If there’s one constant to internet wrestling fandom at-large, it’s that there’s always someone complaining about something. No matter the quality of the product, someone will be dissatisfied and that’s completely fine. It’s human nature and certainly not something exclusive to wrestling fans, but it’s something that a lot of the time seems to be borne almost entirely from anticipation. Instead of waiting for the story to be told and reacting in the moment, wrestling fans have often already determined what the story should be and are left disappointed, annoyed and upset that things didn’t progress in the way they had envisioned.
Again, this isn’t exclusive to wrestling. It’s fairly common to see people making similar complaints about their favourite TV show, irritated that the writers took such idiotic turns instead of preferred ones that seemed so obvious. However, there’s one major difference at play here – TV shows, films, books: they all come and go. But wrestling goes on and on and it’s a pastime (an obsession) that even the most disgruntled of fans seem loathe to leave behind. While a TV show may haemorrhage watchers when the quality takes a nosedive, wrestling’s supporters resolutely cling on, hopeful that Things Will Get Better at some indeterminate point in the future once that idiot in charge of creative is let go, or management finally realises so-and-so’s greatness, or decides things are getting stale and regresses the product back to a nostalgic version of itself in order to wallow in past glories.
It’s very much like supporting a sports team. You follow your chosen team with high hopes every season but also knowing that, come what may, you’ll still be there next season cheering along, for better or for worse. Of course you covet success, of course you’ll be disappointed when your dreams are crushed, but you’ll still be there hoping and dreaming for years to come. Being a wrestling fan’s a lot like that. You keep watching, even when things are bad, because you’re a wrestling fan and you’ve invested not just a few months, not just a year or two, but (in a lot of cases) a sizeable chunk of your life in following wrestling and it means something to you more than other fleeting forms of entertainment.

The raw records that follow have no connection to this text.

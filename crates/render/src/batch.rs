//! Parallel rendering of many documents with one renderer.

use std::sync::atomic::{AtomicU32, Ordering};
use std::time::Instant;

use rayon::prelude::*;
use serde::{Deserialize, Serialize};

use crate::Renderer;

/// A single document to render.
#[derive(Debug, Clone, PartialEq, Eq, Serialize, Deserialize)]
pub struct BatchInput {
    /// Document identifier (typically the file path).
    pub id: String,
    /// Markdown source.
    pub source: String,
}

/// Result for a single document.
#[derive(Debug, Clone, PartialEq, Eq, Serialize, Deserialize)]
pub struct BatchResult {
    /// Identifier matching the input.
    pub id: String,
    /// Rendered HTML (present on success).
    pub html: Option<String>,
    /// Error message (present on failure).
    pub error: Option<String>,
}

/// Counters for a batch run.
#[derive(Debug, Clone, PartialEq, Serialize, Deserialize)]
#[serde(rename_all = "camelCase")]
pub struct BatchStats {
    /// Number of documents processed.
    pub total: u32,
    /// Number rendered successfully.
    pub succeeded: u32,
    /// Number that failed.
    pub failed: u32,
    /// Wall-clock time in milliseconds.
    pub processing_time_ms: f64,
}

/// Options for a batch run.
#[derive(Debug, Clone, Default, PartialEq, Eq, Serialize, Deserialize)]
#[serde(rename_all = "camelCase", default)]
pub struct BatchOptions {
    /// Thread count. Defaults to the rayon global pool.
    pub max_threads: Option<usize>,
    /// Keep going after a failure. Defaults to true; when false, documents
    /// are rendered in order and the run stops at the first failure.
    pub continue_on_error: Option<bool>,
}

/// Results in input order, plus statistics.
#[derive(Debug, Clone, PartialEq, Serialize, Deserialize)]
pub struct BatchProcessingResult {
    /// One result per processed input.
    pub results: Vec<BatchResult>,
    /// Run statistics.
    pub stats: BatchStats,
}

/// Renders `inputs` with `renderer`, in parallel unless
/// `continue_on_error` is false.
pub fn render_batch(
    renderer: &Renderer,
    inputs: Vec<BatchInput>,
    options: &BatchOptions,
) -> BatchProcessingResult {
    let start = Instant::now();
    let total = inputs.len() as u32;
    let succeeded = AtomicU32::new(0);
    let failed = AtomicU32::new(0);

    let process = |input: BatchInput| -> BatchResult {
        match renderer.render(&input.source) {
            Ok(html) => {
                succeeded.fetch_add(1, Ordering::Relaxed);
                BatchResult {
                    id: input.id,
                    html: Some(html),
                    error: None,
                }
            }
            Err(err) => {
                log::warn!("Failed to render {}: {err}", input.id);
                failed.fetch_add(1, Ordering::Relaxed);
                BatchResult {
                    id: input.id,
                    html: None,
                    error: Some(err.to_string()),
                }
            }
        }
    };

    let results: Vec<BatchResult> = if options.continue_on_error.unwrap_or(true) {
        let pool = options.max_threads.and_then(|threads| {
            rayon::ThreadPoolBuilder::new()
                .num_threads(threads)
                .build()
                .map_err(|err| log::warn!("Falling back to the global thread pool: {err}"))
                .ok()
        });
        match pool {
            Some(pool) => pool.install(|| inputs.into_par_iter().map(process).collect()),
            None => inputs.into_par_iter().map(process).collect(),
        }
    } else {
        let mut results = Vec::with_capacity(inputs.len());
        for input in inputs {
            let result = process(input);
            let stop = result.error.is_some();
            results.push(result);
            if stop {
                break;
            }
        }
        results
    };

    let stats = BatchStats {
        total,
        succeeded: succeeded.load(Ordering::Relaxed),
        failed: failed.load(Ordering::Relaxed),
        processing_time_ms: start.elapsed().as_secs_f64() * 1000.0,
    };
    log::debug!(
        "batch of {} rendered: {} ok, {} failed",
        stats.total,
        stats.succeeded,
        stats.failed
    );
    BatchProcessingResult { results, stats }
}

#[cfg(test)]
mod tests {
    use super::*;
    use crate::config::RendererConfig;

    fn inputs(count: usize) -> Vec<BatchInput> {
        (0..count)
            .map(|n| BatchInput {
                id: format!("doc{n}.md"),
                source: format!("# Doc {n}\n\n{{犬^いぬ}}\n"),
            })
            .collect()
    }

    #[test]
    fn renders_in_input_order() {
        let renderer = Renderer::new(&RendererConfig::default());
        let batch = render_batch(&renderer, inputs(8), &BatchOptions::default());
        assert_eq!(batch.stats.total, 8);
        assert_eq!(batch.stats.succeeded, 8);
        assert_eq!(batch.stats.failed, 0);
        for (n, result) in batch.results.iter().enumerate() {
            assert_eq!(result.id, format!("doc{n}.md"));
            let html = result.html.as_deref().unwrap();
            assert!(html.contains(&format!(">Doc {n}</h1>")));
            assert!(html.contains("<ruby><rb>犬</rb><rt>いぬ</rt></ruby>"));
        }
    }

    #[test]
    fn sequential_run_with_bounded_pool_options() {
        let renderer = Renderer::new(&RendererConfig::default());
        let options = BatchOptions {
            max_threads: Some(2),
            continue_on_error: Some(false),
        };
        let batch = render_batch(&renderer, inputs(3), &options);
        assert_eq!(batch.results.len(), 3);
        assert!(batch.results.iter().all(|r| r.error.is_none()));
    }
}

But the similarities end there, because while in sport there are an indefinable number of factors that can affect your team’s chances of success from season-to-season (most of them far beyond the direct control of the players, managers, coaches and owners), wrestling is fiction and if something doesn’t go the way you like it’s not just happenstance, it’s a glaring fault that can be easily attributed to everyone and anyone involved. With the curtain being pulled ever further back, wrestling fans certainly aren’t short of sources to blame when things don’t go the way they would like, just as they aren’t short of insider reasons to diminish someone else’s viewpoint, or to bolster their own.
It’s this ‘inside baseball’ aspect of wrestling fandom that, in my opinion, can lead to people losing objectivity. While some suggest that more fans should adopt an obstinately positive mindset and focus on what they enjoyed rather than what they didn’t, I feel that this also tends to suggest that fans should eschew critical thinking in favour of blind devotion and it generally isn’t conducive to discussion, especially once you start accusing people of complaining for the sake of complaining. There’s nothing wrong with having criticisms, just as there’s nothing wrong with fans delving deeper into the inside workings of the business if they so choose. But, like the film student who bemoans no longer being able to enjoy a generic Hollywood blockbuster with the wool pulled back from their eyes, perhaps some wrestling fans could benefit from trying to enjoy things in the moment and to not over-analyse every detail.